◆ **Required work**
Please copy every line with the string "reachable" from the entries below.

*** Opening of Data to use ***

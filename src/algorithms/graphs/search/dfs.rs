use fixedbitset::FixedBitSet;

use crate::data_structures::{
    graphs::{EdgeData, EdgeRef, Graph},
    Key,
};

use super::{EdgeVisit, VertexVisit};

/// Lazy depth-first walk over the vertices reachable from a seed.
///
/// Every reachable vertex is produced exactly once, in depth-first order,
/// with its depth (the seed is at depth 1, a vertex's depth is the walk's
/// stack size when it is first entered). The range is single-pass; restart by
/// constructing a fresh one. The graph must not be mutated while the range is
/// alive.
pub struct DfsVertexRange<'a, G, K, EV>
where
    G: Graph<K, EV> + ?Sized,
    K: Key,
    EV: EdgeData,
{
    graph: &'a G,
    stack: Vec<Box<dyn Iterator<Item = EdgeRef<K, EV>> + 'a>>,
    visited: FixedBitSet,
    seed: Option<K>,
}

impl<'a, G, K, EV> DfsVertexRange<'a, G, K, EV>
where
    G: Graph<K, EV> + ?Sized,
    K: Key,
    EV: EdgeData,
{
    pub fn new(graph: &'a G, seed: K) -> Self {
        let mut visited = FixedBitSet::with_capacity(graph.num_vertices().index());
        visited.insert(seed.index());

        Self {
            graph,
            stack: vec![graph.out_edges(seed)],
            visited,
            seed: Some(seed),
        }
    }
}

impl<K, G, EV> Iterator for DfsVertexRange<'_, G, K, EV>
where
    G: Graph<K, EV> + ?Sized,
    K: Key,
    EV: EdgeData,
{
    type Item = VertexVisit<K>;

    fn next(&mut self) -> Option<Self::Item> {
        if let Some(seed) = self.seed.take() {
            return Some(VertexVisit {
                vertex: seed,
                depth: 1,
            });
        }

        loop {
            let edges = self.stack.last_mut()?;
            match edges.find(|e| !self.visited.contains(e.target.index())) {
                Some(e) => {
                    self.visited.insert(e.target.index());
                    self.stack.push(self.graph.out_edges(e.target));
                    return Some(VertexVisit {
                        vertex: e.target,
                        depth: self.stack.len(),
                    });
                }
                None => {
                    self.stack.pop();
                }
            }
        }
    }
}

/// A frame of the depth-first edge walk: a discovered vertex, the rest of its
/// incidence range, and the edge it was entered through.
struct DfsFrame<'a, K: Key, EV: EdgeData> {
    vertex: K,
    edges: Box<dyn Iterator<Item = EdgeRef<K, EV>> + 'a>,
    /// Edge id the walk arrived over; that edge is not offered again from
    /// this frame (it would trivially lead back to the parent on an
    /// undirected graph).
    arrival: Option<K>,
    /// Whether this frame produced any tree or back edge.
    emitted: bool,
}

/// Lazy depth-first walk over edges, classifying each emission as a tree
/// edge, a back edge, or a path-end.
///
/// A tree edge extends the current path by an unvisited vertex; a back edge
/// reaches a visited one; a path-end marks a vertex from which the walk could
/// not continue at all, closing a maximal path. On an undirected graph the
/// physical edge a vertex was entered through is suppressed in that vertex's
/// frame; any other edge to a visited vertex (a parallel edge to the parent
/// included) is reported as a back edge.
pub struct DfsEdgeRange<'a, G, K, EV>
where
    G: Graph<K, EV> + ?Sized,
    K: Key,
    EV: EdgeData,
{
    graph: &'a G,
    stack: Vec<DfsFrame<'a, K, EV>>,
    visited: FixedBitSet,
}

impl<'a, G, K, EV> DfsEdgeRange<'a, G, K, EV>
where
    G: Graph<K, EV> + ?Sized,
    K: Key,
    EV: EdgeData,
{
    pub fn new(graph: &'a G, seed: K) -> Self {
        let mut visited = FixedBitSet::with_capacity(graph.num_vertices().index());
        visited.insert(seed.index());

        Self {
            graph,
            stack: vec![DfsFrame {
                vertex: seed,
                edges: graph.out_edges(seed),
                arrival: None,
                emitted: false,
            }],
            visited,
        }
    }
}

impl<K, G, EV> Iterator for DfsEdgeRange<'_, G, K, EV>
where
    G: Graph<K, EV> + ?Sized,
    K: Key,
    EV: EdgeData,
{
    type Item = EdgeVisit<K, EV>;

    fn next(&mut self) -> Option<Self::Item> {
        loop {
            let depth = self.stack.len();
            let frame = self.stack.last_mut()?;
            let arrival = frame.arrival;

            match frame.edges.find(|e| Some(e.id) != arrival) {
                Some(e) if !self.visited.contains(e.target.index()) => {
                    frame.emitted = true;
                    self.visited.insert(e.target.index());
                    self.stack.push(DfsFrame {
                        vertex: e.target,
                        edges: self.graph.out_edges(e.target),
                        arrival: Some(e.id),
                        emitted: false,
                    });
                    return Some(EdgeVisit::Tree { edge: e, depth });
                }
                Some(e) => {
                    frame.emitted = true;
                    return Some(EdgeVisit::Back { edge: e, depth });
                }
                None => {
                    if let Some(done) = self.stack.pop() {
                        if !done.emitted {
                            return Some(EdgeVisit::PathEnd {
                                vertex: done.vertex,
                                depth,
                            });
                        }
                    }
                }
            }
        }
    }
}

*** Close of Data to use ***

◆ **Written response**
/// Lazy depth-first walk over the vertices reachable from a seed.
/// Every reachable vertex is produced exactly once, in depth-first order,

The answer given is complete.